Access StatusOpen Access
BACKGROUND: A challenge of performing research in the paediatric emergency and acute care setting is obtaining valid prospective informed consent from parents. The ethical issues are complex, and it is important to consider the perspective of participants, health care workers and researchers on research without prospective informed consent while planning this type of research. METHODS: We performed a systematic review according to PRISMA guidelines, of empirical evidence relating to the process, experiences and acceptability of alternatives to prospective informed consent, in the paediatric emergency or acute care setting. Major medical databases and grey sources were searched and results were screened and assessed against eligibility criteria by 2 authors, and full text articles of relevant studies obtained. Data were extracted onto data collection forms and imported into data management software for analysis. RESULTS: Thirteen studies were included in the review consisting of nine full text articles and four abstracts.

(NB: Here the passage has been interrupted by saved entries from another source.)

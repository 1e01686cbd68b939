//! Field extraction from raw reference blocks.
//!
//! Every field is matched independently against the same block. A field
//! that cannot be found falls back to a placeholder, so an [`ExtractedFields`]
//! record is always fully populated.

use std::sync::LazyLock;

use regex::Regex;
use serde::{Deserialize, Serialize};

/// Placeholder used when no author run starts the block.
pub const UNKNOWN_AUTHOR: &str = "Autor Desconhecido";
/// Placeholder used when no title can be delimited.
pub const UNKNOWN_TITLE: &str = "Título Desconhecido";
/// Placeholder used when no 19xx/20xx year is present.
pub const UNKNOWN_YEAR: &str = "0000";

static AUTHOR_RE: LazyLock<Regex> =
    LazyLock::new(|| Regex::new(r"^([A-Z\s,.]+)").expect("valid author regex"));
static TITLE_RE: LazyLock<Regex> =
    LazyLock::new(|| Regex::new(r".\s*(.+?).\s").expect("valid title regex"));
static YEAR_RE: LazyLock<Regex> =
    LazyLock::new(|| Regex::new(r"\b(19|20)\d{2}\b").expect("valid year regex"));
static URL_RE: LazyLock<Regex> = LazyLock::new(|| {
    Regex::new(r"dispon[ií]vel em:\s*(https?://\S+)").expect("valid url regex")
});
static ACCESSED_RE: LazyLock<Regex> =
    LazyLock::new(|| Regex::new(r"acess[oa] em:\s*([^\n]+)").expect("valid access regex"));
static INSTITUTION_RE: LazyLock<Regex> = LazyLock::new(|| {
    Regex::new(r"(universidade|instituto|faculdade)\s+[a-zà-ú\s]+")
        .expect("valid institution regex")
});

/// Bibliographic fields extracted from one reference block.
///
/// The field names are also the keys of exported JSON/YAML records.
#[derive(Debug, Clone, PartialEq, Eq, Serialize, Deserialize)]
pub struct ExtractedFields {
    pub author: String,
    pub title: String,
    /// Four digits, or `"0000"` when no year was found.
    pub year: String,
    /// Lowercased URL following "Disponível em:", or empty.
    pub url: String,
    /// Access date following "Acesso em:", or empty.
    pub accessed: String,
    /// Title-cased institution name, or empty.
    pub institution: String,
}

impl Default for ExtractedFields {
    fn default() -> Self {
        Self {
            author: UNKNOWN_AUTHOR.to_string(),
            title: UNKNOWN_TITLE.to_string(),
            year: UNKNOWN_YEAR.to_string(),
            url: String::new(),
            accessed: String::new(),
            institution: String::new(),
        }
    }
}

/// Extracts author, title, year, URL, access date and institution.
///
/// Never fails: fields that do not match take their documented default.
///
/// # Examples
///
/// ```
/// use refbib::extract;
///
/// let fields = extract("SILVA, João. O Livro. 2020.");
/// assert_eq!(fields.year, "2020");
/// assert_eq!(fields.url, "");
/// ```
pub fn extract(block: &str) -> ExtractedFields {
    let lower = block.to_lowercase();
    let mut fields = ExtractedFields::default();

    if let Some(cap) = AUTHOR_RE.captures(block) {
        fields.author = title_case(cap[1].trim());
    }
    if let Some(cap) = TITLE_RE.captures(block) {
        fields.title = cap[1].trim().to_string();
    }
    if let Some(m) = YEAR_RE.find(block) {
        fields.year = m.as_str().to_string();
    }
    if let Some(cap) = URL_RE.captures(&lower) {
        fields.url = cap[1].to_string();
    }
    if let Some(cap) = ACCESSED_RE.captures(&lower) {
        fields.accessed = capitalize(cap[1].trim());
    }
    if let Some(m) = INSTITUTION_RE.find(&lower) {
        fields.institution = title_case(m.as_str());
    }

    fields
}

fn is_cased(c: char) -> bool {
    c.is_uppercase() || c.is_lowercase()
}

/// Upper-cases every letter that follows a non-letter and lower-cases the rest.
///
/// ```
/// assert_eq!(refbib::extract::title_case("DE SOUZA, f. o'neil"), "De Souza, F. O'Neil");
/// ```
pub fn title_case(text: &str) -> String {
    let mut out = String::with_capacity(text.len());
    let mut prev_cased = false;
    for c in text.chars() {
        if is_cased(c) {
            if prev_cased {
                out.extend(c.to_lowercase());
            } else {
                out.extend(c.to_uppercase());
            }
            prev_cased = true;
        } else {
            out.push(c);
            prev_cased = false;
        }
    }
    out
}

/// Upper-cases the first character and lower-cases the rest.
pub fn capitalize(text: &str) -> String {
    let mut chars = text.chars();
    match chars.next() {
        Some(first) => first
            .to_uppercase()
            .chain(chars.flat_map(char::to_lowercase))
            .collect(),
        None => String::new(),
    }
}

Given the heterogeneity of the methods, results could not be quantitatively combined for meta-analysis, and qualitative results are presented in narrative form, according to themes identified from the data. Major themes include capacity of parents to provide informed consent, feasibility of informed consent, support for alternatives to informed consent, process issues, modified consent process, child death, and community consultation. CONCLUSION: Our review demonstrated that children, their families, and health care staff recognise the requirement for research without prior consent, and are generally supportive of enrolling children in such research with the provisions of limiting risk, and informing parents as soon as possible. Australian data and perspectives of children are lacking and represent important knowledge gaps.